→ GOAL OF THE EXERCISE
Please return every record exactly as it appears.

[Dataset entries]
####
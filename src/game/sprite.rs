//! The capability every drawable game object shares

use crate::asset::{AssetCache, ImageHandle};
use crate::render::Surface;
use crate::settings::{PhysicsSettings, SpriteSkin};
use super::platform::Platform;
use super::rect::Rect;

/// What a sprite may look at during its per-tick update
pub struct TickContext<'a> {
    pub platforms: &'a [Platform],
    pub physics: &'a PhysicsSettings,
}

pub trait Sprite {
    /// Advance one tick
    fn update(&mut self, ctx: &TickContext);

    /// Box used for collision and pickup tests
    fn bounding_box(&self) -> Rect;

    fn draw(&self, surface: &mut dyn Surface, skin: &SkinImages);
}

/// Images resolved from a [`SpriteSkin`]. A missing file still gives an
/// image (the placeholder); an unset path keeps the flat shape.
#[derive(Debug, Clone, Default)]
pub struct SkinImages {
    pub player: Option<ImageHandle>,
    pub platform: Option<ImageHandle>,
    pub coin: Option<ImageHandle>,
}

impl SkinImages {
    pub fn load(skin: &SpriteSkin, assets: &mut AssetCache) -> Self {
        let mut resolve = |path: &Option<std::path::PathBuf>| path.as_ref().map(|p| assets.get_image(p));
        Self {
            player: resolve(&skin.player),
            platform: resolve(&skin.platform),
            coin: resolve(&skin.coin),
        }
    }
}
####
→ ANSWER TO THE PROBLEM
filename src/game/sprite.rs
//! The capability every drawable game object shares

use crate::asset::{AssetCache, ImageHandle};
use crate::render::Surface;
use crate::settings::{PhysicsSettings, SpriteSkin};
use super::platform::Platform;
use super::rect::Rect;

/// What a sprite may look at during its per-tick update
pub struct TickContext<'a> {
    pub platforms: &'a [Platform],
    pub physics: &'a PhysicsSettings,
}

pub trait Sprite {
    /// Advance one tick
    fn update(&mut self, ctx: &TickContext);

    /// Box used for collision and pickup tests
    fn bounding_box(&self) -> Rect;

    fn draw(&self, surface: &mut dyn Surface, skin: &SkinImages);
}

/// Images resolved from a [`SpriteSkin`]. A missing file still gives an
/// image (the placeholder); an unset path keeps the flat shape.
#[derive(Debug, Clone, Default)]
pub struct SkinImages {
    pub player: Option<ImageHandle>,
    pub platform: Option<ImageHandle>,
    pub coin: Option<ImageHandle>,
}

impl SkinImages {
    pub fn load(skin: &SpriteSkin, assets: &mut AssetCache) -> Self {
        let mut resolve = |path: &Option<std::path::PathBuf>| path.as_ref().map(|p| assets.get_image(p));
        Self {
            player: resolve(&skin.player),
            platform: resolve(&skin.platform),
            coin: resolve(&skin.coin),
        }
    }
}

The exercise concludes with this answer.